Le Tribunal Administratif d'Orléans, statuant en référé sur le fondement de l'article L. 521-3 du code de justice administrative, a rejeté la requête de Mme B..., ressortissante égyptienne, qui demandait qu'il soit enjoint à la préfète du Loiret de lui délivrer un récépissé de demande de titre de séjour ou de statuer sur sa demande de renouvellement. Le juge a estimé que l'urgence n'était pas caractérisée, le titre de séjour de l'intéressée n'expirant que le 22 janvier 2026, et que la mesure sollicitée n'était pas utile. La requête a donc été rejetée comme manifestement mal fondée.
Texte intégral
Vu la procédure suivante :
Par une requête, enregistrée le 13 janvier 2026, Mme A... B... demande au juge des référés, sur le fondement de l’article L. 521-3 du code de justice administrative, d’enjoindre à la préfète du Loiret de lui délivrer sans délai un récépissé de demande de titre de séjour ou un document provisoire l’autorisant à travailler, ou à défaut, de statuer sur sa demande de renouvellement dans les plus brefs délais.
Vu les autres pièces du dossier.
Vu le code de justice administrative.
Le président du tribunal a désigné M. C... en application des dispositions de l’article L. 511-2 du code de justice administrative.
Considérant ce qui suit :
1. Aux termes de l’article L. 521-3 du code de justice administrative : « En cas d’urgence et sur simple requête qui sera recevable même en l’absence de décision administrative préalable, le juge des référés peut ordonner toutes autres mesures utiles sans faire obstacle à l’exécution d’aucune décision administrative ». Aux termes de son article L. 522-3 : « Lorsque la demande ne présente pas un caractère d’urgence ou lorsqu’il apparaît manifeste, au vu de la demande, que celle-ci ne relève pas de la compétence de la juridiction administrative, qu’elle est irrecevable ou qu’elle est mal fondée, le juge des référés peut la rejeter par une ordonnance motivée sans qu’il y ait lieu d’appliquer les deux premiers alinéas de l’article L. 522-1 ».

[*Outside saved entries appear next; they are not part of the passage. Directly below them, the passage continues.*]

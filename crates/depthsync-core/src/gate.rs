//! Output topics and the sink outputs are handed to.
//!
//! The pipeline asks the sink whether a topic has consumers before it
//! builds anything expensive for it. Transport is out of scope here:
//! [ChannelSink] forwards outputs into a `flume` channel so tests and
//! demos can observe them.

use crate::{
    messages::{CameraInfo, Counter, ExtrinsicsMsg, Image, Imu, ImuInfo, TransformStamped},
    pointcloud::PointCloud,
    registry,
    types::StreamKey,
};
use eyre::{Result, eyre};
use flume::{Receiver, Sender};
use indexmap::IndexSet;
use std::{fmt, sync::RwLock};

/// A named output channel.
#[derive(Debug, Clone, Copy, PartialEq, Eq, Hash)]
pub enum Topic {
    Image(StreamKey),
    CameraInfo(StreamKey),
    AlignedImage(StreamKey),
    AlignedInfo(StreamKey),
    PointCloud,
    Imu(StreamKey),
    ImuInfo(StreamKey),
    Extrinsics(StreamKey),
    StaticTransforms,
    Counter,
}

impl Topic {
    /// The topic name relative to the camera namespace.
    pub fn name(&self) -> String {
        let stream_name = |key: &StreamKey| {
            registry::describe(*key)
                .map(|desc| desc.name.to_string())
                .unwrap_or_else(|| format!("{}{}", key.kind, key.index))
        };

        match self {
            Topic::Image(key) => match registry::describe(*key) {
                Some(desc) => registry::image_topic(&desc),
                None => format!("{}/image_raw", stream_name(key)),
            },
            Topic::CameraInfo(key) => format!("{}/camera_info", stream_name(key)),
            Topic::AlignedImage(key) => {
                format!("aligned_depth_to_{}/image_raw", stream_name(key))
            }
            Topic::AlignedInfo(key) => {
                format!("aligned_depth_to_{}/camera_info", stream_name(key))
            }
            Topic::PointCloud => "depth/color/points".to_string(),
            Topic::Imu(key) => format!("{}/sample", stream_name(key)),
            Topic::ImuInfo(key) => format!("{}/imu_info", stream_name(key)),
            Topic::Extrinsics(key) => format!("extrinsics/depth_to_{}", stream_name(key)),
            Topic::StaticTransforms => "tf_static".to_string(),
            Topic::Counter => "depth/counter".to_string(),
        }
    }
}

impl fmt::Display for Topic {
    fn fmt(&self, f: &mut fmt::Formatter<'_>) -> fmt::Result {
        f.write_str(&self.name())
    }
}

/// The record carried by an [Output].
#[derive(Debug, Clone, PartialEq)]
pub enum Payload {
    Image(Image),
    CameraInfo(CameraInfo),
    PointCloud(PointCloud),
    Imu(Imu),
    ImuInfo(ImuInfo),
    Extrinsics(ExtrinsicsMsg),
    Transforms(Vec<TransformStamped>),
    Counter(Counter),
}

#[derive(Debug, Clone, PartialEq)]
pub struct Output {
    pub topic: Topic,
    pub payload: Payload,
}

impl Output {
    pub fn new(topic: Topic, payload: Payload) -> Self {
        Self { topic, payload }
    }
}

/// Destination of everything a session produces.
pub trait OutputSink: Send + Sync {
    /// Checks if anyone currently consumes `topic`.
    fn has_subscribers(&self, topic: &Topic) -> bool;

    fn publish(&self, output: Output) -> Result<()>;
}

/// Which topics a [ChannelSink] reports as subscribed.
#[derive(Debug, Clone, PartialEq, Eq)]
enum Subscribers {
    All,
    Only(IndexSet<Topic>),
}

/// Forwards outputs into a bounded `flume` channel.
///
/// Subscriptions are tracked per topic. A sink created with
/// [ChannelSink::subscribe_all] reports every topic as subscribed.
#[derive(Debug)]
pub struct ChannelSink {
    tx: Sender<Output>,
    subscribers: RwLock<Subscribers>,
}

impl ChannelSink {
    /// Creates a sink without subscribers and the receiving end of its
    /// channel.
    pub fn bounded(capacity: usize) -> (Self, Receiver<Output>) {
        let (tx, rx) = flume::bounded(capacity);
        let sink = Self {
            tx,
            subscribers: RwLock::new(Subscribers::Only(IndexSet::new())),
        };
        (sink, rx)
    }

    /// Creates a sink on an unbounded channel.
    pub fn unbounded() -> (Self, Receiver<Output>) {
        let (tx, rx) = flume::unbounded();
        let sink = Self {
            tx,
            subscribers: RwLock::new(Subscribers::Only(IndexSet::new())),
        };
        (sink, rx)
    }

    pub fn subscribe(&self, topic: Topic) {
        if let Ok(mut guard) = self.subscribers.write() {
            match &mut *guard {
                Subscribers::All => {}
                Subscribers::Only(topics) => {
                    topics.insert(topic);
                }
            }
        }
    }

    pub fn subscribe_all(&self) {
        if let Ok(mut guard) = self.subscribers.write() {
            *guard = Subscribers::All;
        }
    }

    pub fn unsubscribe(&self, topic: &Topic) {
        if let Ok(mut guard) = self.subscribers.write()
            && let Subscribers::Only(topics) = &mut *guard
        {
            topics.shift_remove(topic);
        }
    }
}

impl OutputSink for ChannelSink {
    fn has_subscribers(&self, topic: &Topic) -> bool {
        match self.subscribers.read() {
            Ok(guard) => match &*guard {
                Subscribers::All => true,
                Subscribers::Only(topics) => topics.contains(topic),
            },
            Err(_) => false,
        }
    }

    fn publish(&self, output: Output) -> Result<()> {
        let topic = output.topic;
        self.tx
            .send(output)
            .map_err(|_| eyre!("Failed to publish to topic '{topic}': receiver dropped"))
    }
}

#[cfg(test)]
mod tests {
    use super::*;
    use crate::{
        messages::Header,
        types::{ACCEL, COLOR, DEPTH, INFRA1},
    };
    use std::time::Duration;

    #[test]
    fn test_topic_names() {
        assert_eq!(Topic::Image(DEPTH).name(), "depth/image_rect_raw");
        assert_eq!(Topic::Image(COLOR).name(), "color/image_raw");
        assert_eq!(Topic::CameraInfo(INFRA1).name(), "infra1/camera_info");
        assert_eq!(
            Topic::AlignedImage(COLOR).name(),
            "aligned_depth_to_color/image_raw"
        );
        assert_eq!(Topic::Imu(ACCEL).name(), "accel/sample");
        assert_eq!(Topic::Extrinsics(INFRA1).name(), "extrinsics/depth_to_infra1");
    }

    #[test]
    fn test_subscriptions() {
        let (sink, _rx) = ChannelSink::bounded(4);
        assert!(!sink.has_subscribers(&Topic::PointCloud));

        sink.subscribe(Topic::PointCloud);
        assert!(sink.has_subscribers(&Topic::PointCloud));
        assert!(!sink.has_subscribers(&Topic::Image(DEPTH)));

        sink.unsubscribe(&Topic::PointCloud);
        assert!(!sink.has_subscribers(&Topic::PointCloud));

        sink.subscribe_all();
        assert!(sink.has_subscribers(&Topic::Image(DEPTH)));
    }

    #[test]
    fn test_publish_fails_without_receiver() {
        let (sink, rx) = ChannelSink::bounded(1);
        let counter = Output::new(
            Topic::Counter,
            Payload::Counter(Counter {
                header: Header::new(Duration::ZERO, ""),
                counter: 0,
            }),
        );

        sink.publish(counter.clone()).unwrap();
        assert_eq!(rx.recv().unwrap(), counter);

        drop(rx);
        assert!(sink.publish(counter).is_err());
    }
}
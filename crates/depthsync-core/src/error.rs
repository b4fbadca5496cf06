use crate::types::{Format, StreamKey};
use std::fmt;

/// Why a derived output was not produced for a frame. The frame itself
/// is still processed.
#[derive(Debug, Clone, PartialEq)]
pub enum FrameSkipped {
    /// The stream the output is derived from is not in the frame.
    MissingFrame(StreamKey),
    /// The texture frame does not have three bytes per pixel.
    UnsupportedTexture { key: StreamKey, format: Format },
    /// A stream has no intrinsic calibration.
    MissingCalibration(StreamKey),
    /// The payload size does not match the frame dimensions.
    MalformedFrame(StreamKey),
}

impl fmt::Display for FrameSkipped {
    fn fmt(&self, f: &mut fmt::Formatter<'_>) -> fmt::Result {
        match self {
            FrameSkipped::MissingFrame(key) => write!(f, "{key} frame not found"),
            FrameSkipped::UnsupportedTexture { key, format } => {
                write!(f, "texture {key} has unsupported format {format}")
            }
            FrameSkipped::MissingCalibration(key) => write!(f, "{key} has no calibration"),
            FrameSkipped::MalformedFrame(key) => write!(f, "{key} frame payload is malformed"),
        }
    }
}

impl std::error::Error for FrameSkipped {}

2. Saisi sur le fondement de l’article L. 521-3 d’une demande qui n’est pas manifestement insusceptible de se rattacher à un litige relevant de la compétence du juge administratif, le juge des référés peut prescrire, à des fins conservatoires ou à titre provisoire, toutes mesures que l’urgence justifie, notamment sous forme d’injonctions adressées à l’administration, à la condition que ces mesures soient utiles et ne se heurtent à aucune contestation sérieuse.
3. Il résulte de l’instruction que Mme B..., ressortissante égyptienne, née le 16 septembre 1993, titulaire d’une carte de séjour temporaire expirant le 22 janvier 2026. Il résulte des écritures de la requérante qu’elle en a sollicité le renouvellement le 30 octobre 2025. Elle fait valoir qu’aucun récépissé de demande de titre de séjour ou tout document de séjour ne lui ont été délivrés et qu’elle ne pourra justifier de la régularité de son séjour en France. Toutefois, elle est encore en mesure de justifier de la régularité de son séjour et d’exercer son activité professionnelle dès lors que son titre de séjour n’arrivera à expiration que le 22 janvier 2026. Dans ces conditions, Mme B... ne justifie pas de l’urgence de la situation et la mesure sollicitée n’est pas utile. Sa requête doit dès lors être rejetée en toutes ses conclusions.
O R D O N N E :
Article 1er : La requête de Mme B... est rejetée.
Article 2 : La présente ordonnance sera notifiée à Mme A... B....
Copie en sera adressée à la préfète du Loiret.
Fait à Orléans, le 15 janvier 2026.
Le juge des référés,
G. C...
La République mande et ordonne au ministre de l’intérieur en ce qui le concerne ou à tous commissaires de justice à ce requis en ce qui concerne les voies de droit commun contre les parties privées, de pourvoir à l’exécution de la présente décision.